**Work to be completed**. Type out all the records again exactly.

Stored items:
....................

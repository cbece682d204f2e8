use crate::store::{Character, CharacterView, User};

/// Which screen the user asked for.
#[derive(Debug, Clone, Copy, PartialEq, Eq, Default)]
pub enum ViewState {
    #[default]
    Auth,
    Home,
    Chat,
    Create,
    Profile,
    Edit,
}

/// What is actually shown. `Chat` and `Edit` carry the resolved character.
#[derive(Debug, Clone, PartialEq)]
pub enum Screen {
    Auth { error: Option<String> },
    Home,
    Chat(CharacterView),
    Create,
    Profile,
    Edit(CharacterView),
}

/// Pure projection of controller state onto a screen.
pub fn project(
    view: ViewState,
    user: Option<&User>,
    selected: Option<&Character>,
    auth_error: Option<&str>,
) -> Screen {
    let Some(user) = user else {
        return Screen::Auth { error: auth_error.map(str::to_string) };
    };
    match (view, selected) {
        (ViewState::Auth, _) => Screen::Auth { error: auth_error.map(str::to_string) },
        (ViewState::Home, _) => Screen::Home,
        (ViewState::Create, _) => Screen::Create,
        (ViewState::Profile, _) => Screen::Profile,
        (ViewState::Chat, Some(character)) => Screen::Chat(character.view_for(Some(user))),
        (ViewState::Edit, Some(character)) => Screen::Edit(character.view_for(Some(user))),
        (ViewState::Chat | ViewState::Edit, None) => Screen::Home,
    }
}
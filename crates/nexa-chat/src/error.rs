use thiserror::Error;

#[derive(Debug, Error)]
pub enum ControllerError {
    #[error("This email is already registered")]
    DuplicateEmail,
    #[error("Invalid email or password")]
    InvalidCredentials,
    #[error("{0}")]
    Validation(String),
    #[error("no user is signed in")]
    NotSignedIn,
    #[error("character {0} not found")]
    CharacterNotFound(String),
    #[error("only the creator can change character {0}")]
    NotOwner(String),
    #[error("{0} is required")]
    MissingField(&'static str),
    #[error("storage failure: {0:#}")]
    Storage(#[from] anyhow::Error),
}

#[derive(Debug, Error)]
pub enum SendError {
    #[error("a reply is still pending")]
    Busy,
    #[error("nothing to send")]
    Empty,
    #[error("nothing to regenerate")]
    NothingToRegenerate,
    #[error("message {0} cannot be edited")]
    NotEditable(String),
    #[error("storage failure: {0:#}")]
    Storage(#[from] anyhow::Error),
}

....................

**Answer below**.
repository cbece682d204f2e8
use crate::store::{Character, CharacterView, User};

/// Which screen the user asked for.
#[derive(Debug, Clone, Copy, PartialEq, Eq, Default)]
pub enum ViewState {
    #[default]
    Auth,
    Home,
    Chat,
    Create,
    Profile,
    Edit,
}

/// What is actually shown. `Chat` and `Edit` carry the resolved character.
#[derive(Debug, Clone, PartialEq)]
pub enum Screen {
    Auth { error: Option<String> },
    Home,
    Chat(CharacterView),
    Create,
    Profile,
    Edit(CharacterView),
}

/// Pure projection of controller state onto a screen.
pub fn project(
    view: ViewState,
    user: Option<&User>,
    selected: Option<&Character>,
    auth_error: Option<&str>,
) -> Screen {
    let Some(user) = user else {
        return Screen::Auth { error: auth_error.map(str::to_string) };
    };
    match (view, selected) {
        (ViewState::Auth, _) => Screen::Auth { error: auth_error.map(str::to_string) },
        (ViewState::Home, _) => Screen::Home,
        (ViewState::Create, _) => Screen::Create,
        (ViewState::Profile, _) => Screen::Profile,
        (ViewState::Chat, Some(character)) => Screen::Chat(character.view_for(Some(user))),
        (ViewState::Edit, Some(character)) => Screen::Edit(character.view_for(Some(user))),
        (ViewState::Chat | ViewState::Edit, None) => Screen::Home,
    }
}
filename crates/nexa-chat/src/error.rs
use thiserror::Error;

#[derive(Debug, Error)]
pub enum ControllerError {
    #[error("This email is already registered")]
    DuplicateEmail,
    #[error("Invalid email or password")]
    InvalidCredentials,
    #[error("{0}")]
    Validation(String),
    #[error("no user is signed in")]
    NotSignedIn,
    #[error("character {0} not found")]
    CharacterNotFound(String),
    #[error("only the creator can change character {0}")]
    NotOwner(String),
    #[error("{0} is required")]
    MissingField(&'static str),
    #[error("storage failure: {0:#}")]
    Storage(#[from] anyhow::Error),
}

#[derive(Debug, Error)]
pub enum SendError {
    #[error("a reply is still pending")]
    Busy,
    #[error("nothing to send")]
    Empty,
    #[error("nothing to regenerate")]
    NothingToRegenerate,
    #[error("message {0} cannot be edited")]
    NotEditable(String),
    #[error("storage failure: {0:#}")]
    Storage(#[from] anyhow::Error),
}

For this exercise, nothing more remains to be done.